In England, Parley’s major assignments were to edit and publish a monthly periodical, the Millennial Star, as well as a hymn book and the Book of Mormon. Brigham Young had borrowed 350 British pounds from two converts to finance the printing of 2000 Millennial Star periodicals, 3000 hymn books, and 5000 Books of Mormon.
While attending a general church conference in Manchester on July 6, 1840, Parley was given a letter from Mary informing him that she and the children were seriously ill with scarlet fever. He wrote back to her, “Behold your Letter comes with the sad news of your Sickness; and that you were not coming. This is more than I can bear. Here I must live alone, my Chamber desolate. And you still confined at home where I Could assist and comfort you and aid you continually in the care of our little ones, if I only had them here…Why must we live separate? Why must I forever be deprived of your Society and my dear little Children? I cannot endure it.” He ended by writing that he had no prospect of coming to America for years.
Then conditions changed. His colleagues, knowing that he was slated to remain in England for several years as editor, publisher and leader, decided he should go back to the United States and return with his family. Brigham Young gave Parley 60 British pounds to cover the cost. By the time he arrived in New York, Mary and the children had recovered. And before they set out for England, they journeyed to Maine to visit Mary’s family.
An unusual experience occurred before the arrival of the Pratt family in Maine. Mary’s sister, Lucretia Bean, told her family one day that Parley and his family would arrive at their home the next evening. In response, the next day, she changed the bedding in the best room. Her family laughed at her. They reminded her that Parley was in England and Mary in New York, but just as they were preparing for bed, the Pratts knocked on their door. As a gift, they presented a quilt that Parley had brought from England. It is now at the Bethel Historical Society.
When they left, they took Mary’s sister Olive Frost, age 24, with them to help care for the children. They arrived in Manchester, England in mid October 1840. Their home at 47 Oxford Street became the meeting and lodging place for those coming and going to preach the Gospel, as well as the Church bookstore and distribution center. Parley resumed his editorship and publishing duties, as well as the organization and directing of the emigration activities, with Mary’s capable, encouraging help.
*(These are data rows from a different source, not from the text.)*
//! Line lexer for ca65 source.
//!
//! ca65 is line oriented, so the lexer works one line at a time.  A raw
//! line is split into up to four items, each carrying the byte offset where
//! it begins in the original line: label, command, arguments, comment.
//! Nothing here consults the symbol tables; classification of the command
//! word is left to the scanner.

/// A slice of the line together with the byte offset where it begins.
#[derive(Clone,PartialEq,Debug)]
pub struct LineItem {
    pub text: String,
    pub offset: usize
}

impl LineItem {
    fn new(text: &str,offset: usize) -> Self {
        Self { text: text.to_string(), offset }
    }
}

/// The items of one lexed line.  Any of them may be absent.
#[derive(Clone,Default,Debug)]
pub struct LexedLine {
    pub label: Option<LineItem>,
    pub command: Option<LineItem>,
    pub args: Option<LineItem>,
    pub comment: Option<LineItem>
}

impl LexedLine {
    /// command text in lower case, empty string if there is no command
    pub fn command_lower(&self) -> String {
        match &self.command {
            Some(item) => item.text.to_lowercase(),
            None => String::new()
        }
    }
}

pub fn is_identifier_start(c: char) -> bool {
    c.is_ascii_alphabetic() || c == '_' || c == '@'
}

pub fn is_identifier_char(c: char) -> bool {
    c.is_ascii_alphanumeric() || c == '_' || c == '@'
}

pub fn is_identifier(txt: &str) -> bool {
    let mut chars = txt.chars();
    match chars.next() {
        Some(c) if is_identifier_start(c) => chars.all(is_identifier_char),
        _ => false
    }
}

/// Find the byte offset of the first `;` that is outside of a string or
/// character literal, if any.
fn comment_start(line: &str) -> Option<usize> {
    let mut in_dquote = false;
    let mut in_squote = false;
    for (i,c) in line.char_indices() {
        match c {
            '"' if !in_squote => in_dquote = !in_dquote,
            '\'' if !in_dquote => in_squote = !in_squote,
            ';' if !in_dquote && !in_squote => return Some(i),
            _ => {}
        }
    }
    None
}

/// Find the byte offset just past a label-ending colon within `word`, i.e.
/// a colon not immediately followed by `:`, `<`, `>`, `+`, or `-` (those
/// form anonymous-label constructs).  `next` is the byte following the
/// word, if any.
fn label_colon(word: &str,next: Option<char>) -> Option<usize> {
    let bytes = word.as_bytes();
    for i in 0..bytes.len() {
        if bytes[i] == b':' {
            let follower = match i+1 < bytes.len() {
                true => Some(bytes[i+1] as char),
                false => next
            };
            match follower {
                Some(':') | Some('<') | Some('>') | Some('+') | Some('-') => continue,
                _ => return Some(i)
            }
        }
    }
    None
}

/// Split one raw line into label, command, argument, and comment items.
pub fn lex_line(line: &str) -> LexedLine {
    let mut ans = LexedLine::default();
    let mut end = line.len();
    if let Some(start) = comment_start(line) {
        ans.comment = Some(LineItem::new(&line[start..],start));
        end = start;
    }
    let code = &line[0..end];
    let mut cursor = 0;

    // optional label: the first word, if it ends at a label colon and the
    // part before the colon is a single identifier-like token (or empty,
    // which defines an anonymous label)
    let word_start = match code.char_indices().find(|(_,c)| !c.is_whitespace()) {
        Some((i,_)) => i,
        None => return ans
    };
    let word_end = code[word_start..].char_indices()
        .find(|(_,c)| c.is_whitespace())
        .map(|(i,_)| word_start + i)
        .unwrap_or(code.len());
    let word = &code[word_start..word_end];
    let next = code[word_end..].chars().next();
    if let Some(colon) = label_colon(word,next) {
        let name = &word[0..colon];
        if name.is_empty() || is_identifier(name) {
            ans.label = Some(LineItem::new(name,word_start));
            cursor = word_start + colon + 1;
        }
    }
    if ans.label.is_none() {
        cursor = word_start;
    }

    // command: first whitespace-delimited word after the optional label
    let cmd_start = match code[cursor..].char_indices().find(|(_,c)| !c.is_whitespace()) {
        Some((i,_)) => cursor + i,
        None => return ans
    };
    let cmd_end = code[cmd_start..].char_indices()
        .find(|(_,c)| c.is_whitespace())
        .map(|(i,_)| cmd_start + i)
        .unwrap_or(code.len());
    ans.command = Some(LineItem::new(&code[cmd_start..cmd_end],cmd_start));

    // arguments: the rest, right trimmed
    let arg_start = match code[cmd_end..].char_indices().find(|(_,c)| !c.is_whitespace()) {
        Some((i,_)) => cmd_end + i,
        None => return ans
    };
    let arg_text = code[arg_start..].trim_end();
    if !arg_text.is_empty() {
        ans.args = Some(LineItem::new(arg_text,arg_start));
    }
    ans
}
When the other apostles returned to the United States, he presided over the Church in Great Britain. Mary and Olive also assumed missionary responsibilities.
In a letter to Church leaders in Nauvoo just after the first British edition of the Book of Mormon was published in January 1841, Parley wrote, “The work is increasing in every step. It is now prospering in Ireland and in Wales, as well as in Scotland and England.” Although he missed the Saints in Nauvoo, he wrote, “I can truly say that I was never more contented, or more happy than of late.”
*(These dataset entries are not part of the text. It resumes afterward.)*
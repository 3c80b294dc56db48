//! Includes graph.
//!
//! Directed multigraph over files.  An edge `A -> B` means `A` includes
//! `B`.  Both directions are kept so masters of an include can be found as
//! cheaply as includes of a master.  Edges come only from `.include`
//! directives that resolved to a known file.
//!
//! The translation unit of a file `F` is built from the roots above it: a
//! root is a file with no inbound include edge that transitively includes
//! `F`.  Every file such a root can reach belongs to the unit.  Cycles are
//! tolerated, traversal carries a visited set; a cycle merely reduces the
//! number of roots.

use std::collections::{HashMap,HashSet};

#[derive(Clone,Default)]
pub struct IncludesGraph {
    /// file -> files it includes, duplicate edges allowed
    includes: HashMap<String,Vec<String>>,
    /// file -> files that include it
    included_by: HashMap<String,Vec<String>>
}

impl IncludesGraph {
    pub fn new() -> Self {
        Self::default()
    }

    /// Atomically replace the outgoing edges of `uri`, adjusting the
    /// inverse adjacency to match.
    pub fn update_includes(&mut self, uri: &str, neighbors: Vec<String>) {
        if let Some(old) = self.includes.remove(uri) {
            for target in old {
                if let Some(back) = self.included_by.get_mut(&target) {
                    back.retain(|s| s != uri);
                }
            }
        }
        for target in &neighbors {
            self.included_by.entry(target.to_string()).or_default().push(uri.to_string());
        }
        if !neighbors.is_empty() {
            self.includes.insert(uri.to_string(),neighbors);
        }
    }

    /// Remove a file from the graph entirely, both directions.
    pub fn remove_file(&mut self, uri: &str) {
        self.update_includes(uri,Vec::new());
        if let Some(sources) = self.included_by.remove(uri) {
            for source in sources {
                if let Some(fwd) = self.includes.get_mut(&source) {
                    fwd.retain(|s| s != uri);
                }
            }
        }
    }

    pub fn includes_of(&self, uri: &str) -> &[String] {
        self.includes.get(uri).map(|v| v.as_slice()).unwrap_or(&[])
    }

    pub fn included_by(&self, uri: &str) -> &[String] {
        self.included_by.get(uri).map(|v| v.as_slice()).unwrap_or(&[])
    }

    /// Every file reachable along `includes` edges, not counting `uri`.
    pub fn descendants(&self, uri: &str) -> HashSet<String> {
        self.reach(uri,&self.includes)
    }

    /// Every file reachable along `included-by` edges, not counting `uri`.
    pub fn ancestors(&self, uri: &str) -> HashSet<String> {
        self.reach(uri,&self.included_by)
    }

    fn reach(&self, uri: &str, adjacency: &HashMap<String,Vec<String>>) -> HashSet<String> {
        let mut visited = HashSet::new();
        let mut stack: Vec<String> = adjacency.get(uri).cloned().unwrap_or_default();
        while let Some(curr) = stack.pop() {
            if visited.insert(curr.clone()) {
                if let Some(next) = adjacency.get(&curr) {
                    for n in next {
                        if !visited.contains(n) {
                            stack.push(n.clone());
                        }
                    }
                }
            }
        }
        visited.remove(uri);
        visited
    }

    /// Root files above `uri`: ancestors with no inbound edges.  A file
    /// with no ancestors is its own root.
    pub fn roots_of(&self, uri: &str) -> Vec<String> {
        let ancestors = self.ancestors(uri);
        if ancestors.is_empty() {
            return vec![uri.to_string()];
        }
        let mut ans: Vec<String> = ancestors.into_iter()
            .filter(|a| self.included_by(a).is_empty())
            .collect();
        ans.sort();
        if ans.is_empty() {
            // every ancestor is itself included: a cycle; fall back to the file itself
            ans.push(uri.to_string());
        }
        ans
    }

    /// The translation unit of `uri`: for every root above it, the root and
    /// all its descendants, deduplicated.  `uri` itself is always a member.
    pub fn translation_unit(&self, uri: &str) -> Vec<String> {
        let mut seen = HashSet::new();
        let mut ans = vec![uri.to_string()];
        seen.insert(uri.to_string());
        for root in self.roots_of(uri) {
            if seen.insert(root.clone()) {
                ans.push(root.clone());
            }
            for file in self.descendants(&root) {
                if seen.insert(file.clone()) {
                    ans.push(file);
                }
            }
        }
        ans
    }

    /// Human-readable dump for the debug request.
    pub fn dump(&self) -> String {
        let mut ans = String::new();
        let mut uris: Vec<&String> = self.includes.keys().collect();
        uris.sort();
        for uri in uris {
            ans += &format!("{}\n",uri);
            for target in self.includes_of(uri) {
                ans += &format!("    includes {}\n",target);
            }
        }
        let mut uris: Vec<&String> = self.included_by.keys().collect();
        uris.sort();
        for uri in uris {
            let sources = self.included_by(uri);
            if !sources.is_empty() {
                ans += &format!("{}\n",uri);
                for source in sources {
                    ans += &format!("    included by {}\n",source);
                }
            }
        }
        ans
    }
}
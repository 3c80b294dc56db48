//! Call hierarchy.
//!
//! Only entities that can be called participate: symbols (labels) and
//! proc-kind scopes.  A reference takes part in the hierarchy only when
//! the scanner attached a calling entity to it, which happens for `jsr`
//! and `jmp` operands; everything else is invisible here.

use lsp_types as lsp;
use std::collections::HashMap;
use super::analysis::Analyzer;
use super::navigation::{target_at,Target};
use super::{Entity,Node,ScopeKind};

fn item_for(analyzer: &Analyzer, entity: &Entity) -> Option<lsp::CallHierarchyItem> {
    let table = analyzer.workspace().table(&entity.uri)?;
    let uri = lsp::Url::parse(&entity.uri).ok()?;
    let selection = table.node_range(&entity.node);
    let range = match entity.node {
        Node::Scope(handle) => table.scopes[handle].body,
        _ => selection
    };
    Some(lsp::CallHierarchyItem {
        name: table.node_name(&entity.node).to_string(),
        kind: lsp::SymbolKind::FUNCTION,
        tags: None,
        detail: Some(table.node_detail(&entity.node)),
        uri,
        range,
        selection_range: selection,
        data: None
    })
}

/// Recover the entity a prepared item points at.
fn entity_from_item(analyzer: &Analyzer, item: &lsp::CallHierarchyItem) -> Option<Entity> {
    let key = item.uri.to_string();
    let table = analyzer.workspace().table(&key)?;
    for node in table.defined_nodes() {
        if table.node_range(&node) == item.selection_range {
            return Some(Entity::new(&key,node));
        }
    }
    None
}

/// Accept a symbol or a proc-kind scope under the cursor.
pub fn prepare(analyzer: &mut Analyzer, uri: &lsp::Url, pos: &lsp::Position) -> Option<lsp::CallHierarchyItem> {
    if !analyzer.ready() {
        return None;
    }
    let entity = match target_at(analyzer,uri,pos)? {
        Target::Entity(entity) => entity,
        _ => return None
    };
    let callable = match entity.node {
        Node::Symbol(_) => true,
        Node::Scope(handle) => analyzer.workspace().table(&entity.uri)
            .map(|t| t.scopes[handle].kind == ScopeKind::Proc).unwrap_or(false),
        _ => false
    };
    match callable {
        true => item_for(analyzer,&entity),
        false => None
    }
}

/// Group all references resolving to the target by their calling entity.
pub fn incoming(analyzer: &mut Analyzer, item: &lsp::CallHierarchyItem) -> Vec<lsp::CallHierarchyIncomingCall> {
    let target = match entity_from_item(analyzer,item) {
        Some(entity) => entity,
        None => return Vec::new()
    };
    let mut candidates = Vec::new();
    for (uri,table) in &analyzer.workspace().tables {
        for reference in &table.references {
            if let Some(caller) = reference.caller {
                candidates.push((uri.clone(),caller,reference.clone()));
            }
        }
    }
    let mut groups: HashMap<Entity,Vec<lsp::Range>> = HashMap::new();
    for (uri,caller,reference) in candidates {
        if let Some(resolved) = analyzer.resolve(&uri,&reference) {
            if resolved == target {
                groups.entry(Entity::new(&uri,caller)).or_default().push(reference.rng);
            }
        }
    }
    let mut ans = Vec::new();
    for (caller,from_ranges) in groups {
        if let Some(from) = item_for(analyzer,&caller) {
            ans.push(lsp::CallHierarchyIncomingCall { from, from_ranges });
        }
    }
    ans.sort_by_key(|c| (c.from.uri.to_string(),c.from.range.start.line));
    ans
}

/// Enumerate references in the selected entity's file whose calling
/// entity is the selection, grouped by resolved target.
pub fn outgoing(analyzer: &mut Analyzer, item: &lsp::CallHierarchyItem) -> Vec<lsp::CallHierarchyOutgoingCall> {
    let source = match entity_from_item(analyzer,item) {
        Some(entity) => entity,
        None => return Vec::new()
    };
    let mut candidates = Vec::new();
    if let Some(table) = analyzer.workspace().table(&source.uri) {
        for reference in &table.references {
            if reference.caller == Some(source.node) {
                candidates.push((source.uri.clone(),reference.clone()));
            }
        }
    }
    let mut groups: HashMap<Entity,Vec<lsp::Range>> = HashMap::new();
    for (uri,reference) in candidates {
        if let Some(resolved) = analyzer.resolve(&uri,&reference) {
            groups.entry(resolved).or_default().push(reference.rng);
        }
    }
    let mut ans = Vec::new();
    for (target,from_ranges) in groups {
        if let Some(to) = item_for(analyzer,&target) {
            ans.push(lsp::CallHierarchyOutgoingCall { to, from_ranges });
        }
    }
    ans.sort_by_key(|c| (c.to.uri.to_string(),c.to.range.start.line));
    ans
}
use super::super::exports::{ExportEntry,ExportsMap};
use super::super::includes::IncludesGraph;
use super::super::{ExportKind,ROOT_SCOPE};
use lsp_types as lsp;

fn entry(uri: &str, name: &str) -> ExportEntry {
    let zero = lsp::Position::new(0,0);
    ExportEntry {
        uri: uri.to_string(),
        name: name.to_string(),
        kind: ExportKind::Export,
        rng: lsp::Range::new(zero,zero),
        scope: ROOT_SCOPE,
        index: 0
    }
}

mod includes {
    use super::IncludesGraph;

    #[test]
    fn adjacency_is_mutual() {
        let mut graph = IncludesGraph::new();
        graph.update_includes("a",vec!["b".to_string(),"c".to_string()]);
        graph.update_includes("b",vec!["c".to_string()]);
        assert_eq!(graph.includes_of("a"),&["b".to_string(),"c".to_string()]);
        assert_eq!(graph.included_by("c"),&["a".to_string(),"b".to_string()]);
        // replacement adjusts the inverse edges
        graph.update_includes("a",vec!["b".to_string()]);
        assert_eq!(graph.included_by("c"),&["b".to_string()]);
        graph.remove_file("b");
        assert!(graph.included_by("c").is_empty());
        assert!(graph.includes_of("b").is_empty());
    }

    #[test]
    fn closure_of_simple_chain() {
        let mut graph = IncludesGraph::new();
        graph.update_includes("root",vec!["head".to_string()]);
        let mut unit = graph.translation_unit("head");
        unit.sort();
        assert_eq!(unit,vec!["head".to_string(),"root".to_string()]);
        let mut unit = graph.translation_unit("root");
        unit.sort();
        assert_eq!(unit,vec!["head".to_string(),"root".to_string()]);
    }

    #[test]
    fn closure_of_shared_include() {
        // two roots share one include; each root sees only its own unit,
        // the include sees both
        let mut graph = IncludesGraph::new();
        graph.update_includes("game",vec!["zp.inc".to_string()]);
        graph.update_includes("editor",vec!["zp.inc".to_string()]);
        let mut unit = graph.translation_unit("zp.inc");
        unit.sort();
        assert_eq!(unit,vec!["editor".to_string(),"game".to_string(),"zp.inc".to_string()]);
        let mut unit = graph.translation_unit("game");
        unit.sort();
        assert_eq!(unit,vec!["game".to_string(),"zp.inc".to_string()]);
    }

    #[test]
    fn lone_file_is_its_own_root() {
        let graph = IncludesGraph::new();
        assert_eq!(graph.translation_unit("solo"),vec!["solo".to_string()]);
    }

    #[test]
    fn cycles_are_tolerated() {
        let mut graph = IncludesGraph::new();
        graph.update_includes("a",vec!["b".to_string()]);
        graph.update_includes("b",vec!["a".to_string()]);
        let mut unit = graph.translation_unit("a");
        unit.sort();
        assert_eq!(unit,vec!["a".to_string(),"b".to_string()]);
    }
}

mod exports {
    use super::{entry,ExportsMap};

    #[test]
    fn replacement_is_atomic() {
        let mut map = ExportsMap::new();
        map.update_exports("lib",vec![entry("lib","foo"),entry("lib","bar")]);
        map.update_exports("aux",vec![entry("aux","foo")]);
        assert_eq!(map.get("foo").len(),2);
        // replace lib's set: bar must vanish, foo must appear exactly once for lib
        map.update_exports("lib",vec![entry("lib","foo"),entry("lib","baz")]);
        assert!(map.get("bar").is_empty());
        assert_eq!(map.get("foo").iter().filter(|e| e.uri=="lib").count(),1);
        assert_eq!(map.get("baz").len(),1);
        map.remove_file("lib");
        assert_eq!(map.get("foo").len(),1);
        assert_eq!(map.get("foo")[0].uri,"aux");
        assert!(map.get("baz").is_empty());
    }
}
On April 2, 1841, at a conference held in Manchester it was reported that there were now 8,000 to 9,000 converts, 5,000 just in the last year. A thousand new members had already emigrated to the United States. Passage costs were from 3 pounds, 15 shillings to 4 pounds, including provisions. Passengers were to take their own bedding and cooking utensils. All their luggage was free. On arrival in New Orleans, a passage up the Mississippi River, fifteen hundred miles by steamboat, cost fifteen shillings, freight free.
In June 1841, Olivia Thankful Pratt was born, named after her aunt Olive and Parley’s first wife, Thankful. In early 1842, the Pratt family moved to Liverpool to supervise the emigration process more closely. Then, on October 29, 1842, they left with 250 converts for Nauvoo.
It was a challenging journey with “difficulties, murmurings and rebellions.” Parley wrote, “We then humbled ourselves and called on the Lord, and he sent us a fair wind and brought us into port in time to save us from starvation.” Daughter Mary Ann reported that water was so scarce that she learned to “take a bath in a teacup.”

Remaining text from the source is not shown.